John Oliver celebrated his first Last Week Tonight after cleaning up at the Emmys as only he can—with an appetizer of Trump mockery, some fart noises, and a comically hearty examination of yet another way America needs to get its fucking act together. On the Trump front, Oliver and the writers went topical on how the supposed leader of the nation spent all weekend waging a bigot-base-pleasing Twitter war against black athletes engaging in silent protest of police brutality and racial injustice rather than—just as a suggestion—focusing on the fact that hundreds of thousands of American citizens in Puerto Rico have had their island home virtually annihilated by a hurricane. (For those with souls, Lin-Manuel Miranda recommends anyone interested in taking up the slack donate to Hispanic Federation.) Noting that Trump’s crusade against black people taking a knee (as opposed to “very fine people” at torch-wielding Nazi rallies supporting traitors who attacked America) shows disrespect to the flag, Oliver noted that, perhaps, “grinding it against your gnarled old boner” (insert mental picture of candidate Trump humping a flag onstage) is more of an insult.

But, moving on to the meat of the episode, Oliver took one of his signature exploratory expeditions into the gaping maw of American greed, this time casting his torch over the festering capitalist tumor that is unchecked corporate consolidation. (And, yes, the medical industry’s shrinkage to just a handful of insurance providers falls into that category, so that metaphor holds up just fine, thank you.) Sure, Oliver concedes that that’s not the sexiest topic, but, as ever, the host makes the journey worth a healthy number of laughs, and an unhealthy amount of rage-bile. Noting how major industries from air travel (where four huge airlines control 80 per cent of all traffic), to the rental car industry, to banks, to eyewear, to even the casket business are controlled by a tiny (and shrinking) number of mega-corporations, Oliver explained all the reasons why this corporate monopolization screws over, well, everyone. Remember that poor bastard who had his teeth knocked out when he was dragged off a United flight after refusing to give up a seat he paid for?
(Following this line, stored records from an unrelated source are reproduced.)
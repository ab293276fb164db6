use crate::comment::application::ports::outgoing::CommentResult;
use sea_orm::entity::prelude::*;
use sea_orm::ActiveValue::Set;
use uuid::Uuid;

#[derive(Clone, Debug, PartialEq, DeriveEntityModel)]
#[sea_orm(table_name = "comments")]
pub struct Model {
    #[sea_orm(primary_key, auto_increment = false)]
    pub id: Uuid,

    pub topic_id: Uuid,

    pub username: String,

    #[sea_orm(column_type = "Text")]
    pub content: String,

    pub created_at: DateTimeWithTimeZone,
}

impl Model {
    pub fn to_result(&self) -> CommentResult {
        CommentResult {
            id: self.id,
            topic_id: self.topic_id,
            username: self.username.clone(),
            content: self.content.clone(),
            created_at: self.created_at.into(),
        }
    }
}

#[derive(Copy, Clone, Debug, EnumIter, DeriveRelation)]
pub enum Relation {
    #[sea_orm(
        belongs_to = "crate::topic::adapter::outgoing::sea_orm_entity::Entity",
        from = "Column::TopicId",
        to = "crate::topic::adapter::outgoing::sea_orm_entity::Column::Id",
        on_delete = "Cascade"
    )]
    Topic,
}

impl Related<crate::topic::adapter::outgoing::sea_orm_entity::Entity> for Entity {
    fn to() -> RelationDef {
        Relation::Topic.def()
    }
}

/// Prefix of every validation failure raised by `before_save`, so the
/// repository can tell them apart from driver errors.
pub const VALIDATION_PREFIX: &str = "comment validation: ";

#[async_trait::async_trait]
impl ActiveModelBehavior for ActiveModel {
    async fn before_save<C>(mut self, _db: &C, insert: bool) -> Result<Self, DbErr>
    where
        C: ConnectionTrait,
    {
        if let Set(username) = &self.username {
            let trimmed = username.trim().to_string();
            if trimmed.is_empty() {
                return Err(DbErr::Custom(format!("{VALIDATION_PREFIX}username is blank")));
            }
            self.username = Set(trimmed);
        }

        if let Set(content) = &self.content {
            if content.trim().is_empty() {
                return Err(DbErr::Custom(format!("{VALIDATION_PREFIX}content is blank")));
            }
        }

        if insert && self.created_at.is_not_set() {
            self.created_at = Set(chrono::Utc::now().fixed_offset());
        }

        Ok(self)
    }
}
mod create_comment_use_case;
mod delete_comment_use_case;
mod get_comments_use_case;
mod update_comment_use_case;

pub use create_comment_use_case::{
    CommentCommandError, CreateCommentCommand, CreateCommentError, CreateCommentUseCase,
};
pub use delete_comment_use_case::{DeleteCommentError, DeleteCommentUseCase};
pub use get_comments_use_case::{GetCommentsError, GetCommentsUseCase};
pub use update_comment_use_case::{
    UpdateCommentCommand, UpdateCommentError, UpdateCommentUseCase,
};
As Oliver notes, the fact is that consolidation often means that, should you actually want to go anywhere, it’s United or, well, look at the header image for this article.


Oliver, ever eager to invite controversy and bite some hands that feed him, even took aim at HBO’s parent company, Time Warner, and its current attempt to merge with telecommunications giant AT&T. After attacking United and the other airlines’ consolidation-abetted indifference to customer service (and not knocking fliers’ teeth out), he brought the whole thing back to his corporate masters’ doorstep, comparing the airlines excessive fees “raised for no reason for shitty service” to Time Warner’s potential merger-bride, AT&T. He also closed the show with a remote appearance from lawsuit “co-defendant” Mr. Nutterbutter, reminding everyone that Last Week Tonight doesn’t give a fuuuuck. At least not about pissing off those whose callous greed threatens Americans’ well-being. (Oh, the fart noises were inserted into the performatively frantic antics of Mad Money host and “business casual Louis CK,” Jim Cramer. Being ridiculous and frequently wrong about the U.S. economy while pushing big red buttons on your TV show is a rookie move, Cramer. Congrats on that Emmy, Last Week Tonight.)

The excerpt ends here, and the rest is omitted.